El término proviene del latín mons (monte), y hace referencia a la práctica ancestral de subir el ganado al monte en la época de la caída de la bellota. Es una tradición que lleva siglos practicándose en las dehesas del suroeste peninsular y que constituye el fundamento de la cultura del ibérico en España.
Las dehesas de Cinco Jotas: el escenario de la montanera
Las dehesas donde Cinco Jotas cría sus cerdos se ubican en el corazón del Parque Natural Sierra de Aracena y Picos de Aroche (Huelva), una zona declarada Reserva de la Biosfera por la UNESCO. Estas dehesas son ecosistemas de una riqueza extraordinaria: árboles centenarios con una producción abundante y regular de bellotas, pastos naturales con plantas aromáticas, setas y pequeños frutos que complementan la dieta del cerdo, y un microclima que favorece tanto el bienestar del animal como la calidad de los frutos.

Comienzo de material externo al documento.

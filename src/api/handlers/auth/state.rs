//! Auth state and configuration.

use std::time::{SystemTime, UNIX_EPOCH};

use crate::password::{DEFAULT_KDF_ITERATIONS, PasswordPolicy};

use super::{
    google::{GoogleConfig, GoogleProvider},
    token::SessionKey,
};

// 30 days
const DEFAULT_SESSION_TTL_SECONDS: i64 = 30 * 24 * 60 * 60;

#[derive(Clone, Debug)]
pub struct AuthConfig {
    frontend_base_url: String,
    session_ttl_seconds: i64,
    password_policy: PasswordPolicy,
    kdf_iterations: u32,
    google: Option<GoogleConfig>,
}

impl AuthConfig {
    #[must_use]
    pub fn new(frontend_base_url: String) -> Self {
        Self {
            frontend_base_url: frontend_base_url.trim_end_matches('/').to_string(),
            session_ttl_seconds: DEFAULT_SESSION_TTL_SECONDS,
            password_policy: PasswordPolicy::default(),
            kdf_iterations: DEFAULT_KDF_ITERATIONS,
            google: None,
        }
    }

    #[must_use]
    pub fn with_session_ttl_seconds(mut self, seconds: i64) -> Self {
        self.session_ttl_seconds = seconds;
        self
    }

    #[must_use]
    pub fn with_password_policy(mut self, policy: PasswordPolicy) -> Self {
        self.password_policy = policy;
        self
    }

    #[must_use]
    pub fn with_kdf_iterations(mut self, iterations: u32) -> Self {
        self.kdf_iterations = iterations;
        self
    }

    /// Offer Google sign-in alongside credentials.
    #[must_use]
    pub fn with_google(mut self, google: GoogleConfig) -> Self {
        self.google = Some(google);
        self
    }

    #[must_use]
    pub fn frontend_base_url(&self) -> &str {
        &self.frontend_base_url
    }

    #[must_use]
    pub fn session_ttl_seconds(&self) -> i64 {
        self.session_ttl_seconds
    }

    #[must_use]
    pub fn password_policy(&self) -> &PasswordPolicy {
        &self.password_policy
    }

    #[must_use]
    pub fn kdf_iterations(&self) -> u32 {
        self.kdf_iterations
    }

    #[must_use]
    pub fn federated_enabled(&self) -> bool {
        self.google.is_some()
    }

    pub(super) fn session_cookie_secure(&self) -> bool {
        self.frontend_base_url.starts_with("https://")
    }
}

/// Shared, immutable auth state injected into handlers.
#[derive(Debug)]
pub struct AuthState {
    config: AuthConfig,
    session_key: SessionKey,
    google: Option<GoogleProvider>,
}

impl AuthState {
    #[must_use]
    pub fn new(config: AuthConfig, session_key: SessionKey, http: reqwest::Client) -> Self {
        let google = config
            .google
            .clone()
            .map(|google| GoogleProvider::new(google, http));
        Self {
            config,
            session_key,
            google,
        }
    }

    #[must_use]
    pub fn config(&self) -> &AuthConfig {
        &self.config
    }

    pub(crate) fn session_key(&self) -> &SessionKey {
        &self.session_key
    }

    pub(super) fn google(&self) -> Option<&GoogleProvider> {
        self.google.as_ref()
    }
}

pub(crate) fn unix_now() -> i64 {
    SystemTime::now()
        .duration_since(UNIX_EPOCH)
        .map_or(0, |d| i64::try_from(d.as_secs()).unwrap_or(i64::MAX))
}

Una de las características más llamativas del comportamiento del cerdo ibérico durante la montanera es la cantidad de kilómetros que recorre diariamente en busca de alimento: hasta 14 km al día. Este ejercicio continuo tiene una influencia directa en la calidad del producto final, porque favorece el desarrollo muscular del animal y la distribución homogénea de la grasa infiltrada en las fibras musculares.
La bellota: el ingrediente que lo transforma todo
La bellota es, sin ninguna duda, el alimento más transformador en la vida del cerdo ibérico y en la calidad del jamón que se obtendrá de él. Su importancia no es solo nutricional sino bioquímica: las bellotas de encina y alcornoque son extraordinariamente ricas en ácido oleico, el mismo ácido graso que caracteriza al aceite de oliva virgen extra y que es reconocido por sus efectos beneficiosos sobre el sistema cardiovascular.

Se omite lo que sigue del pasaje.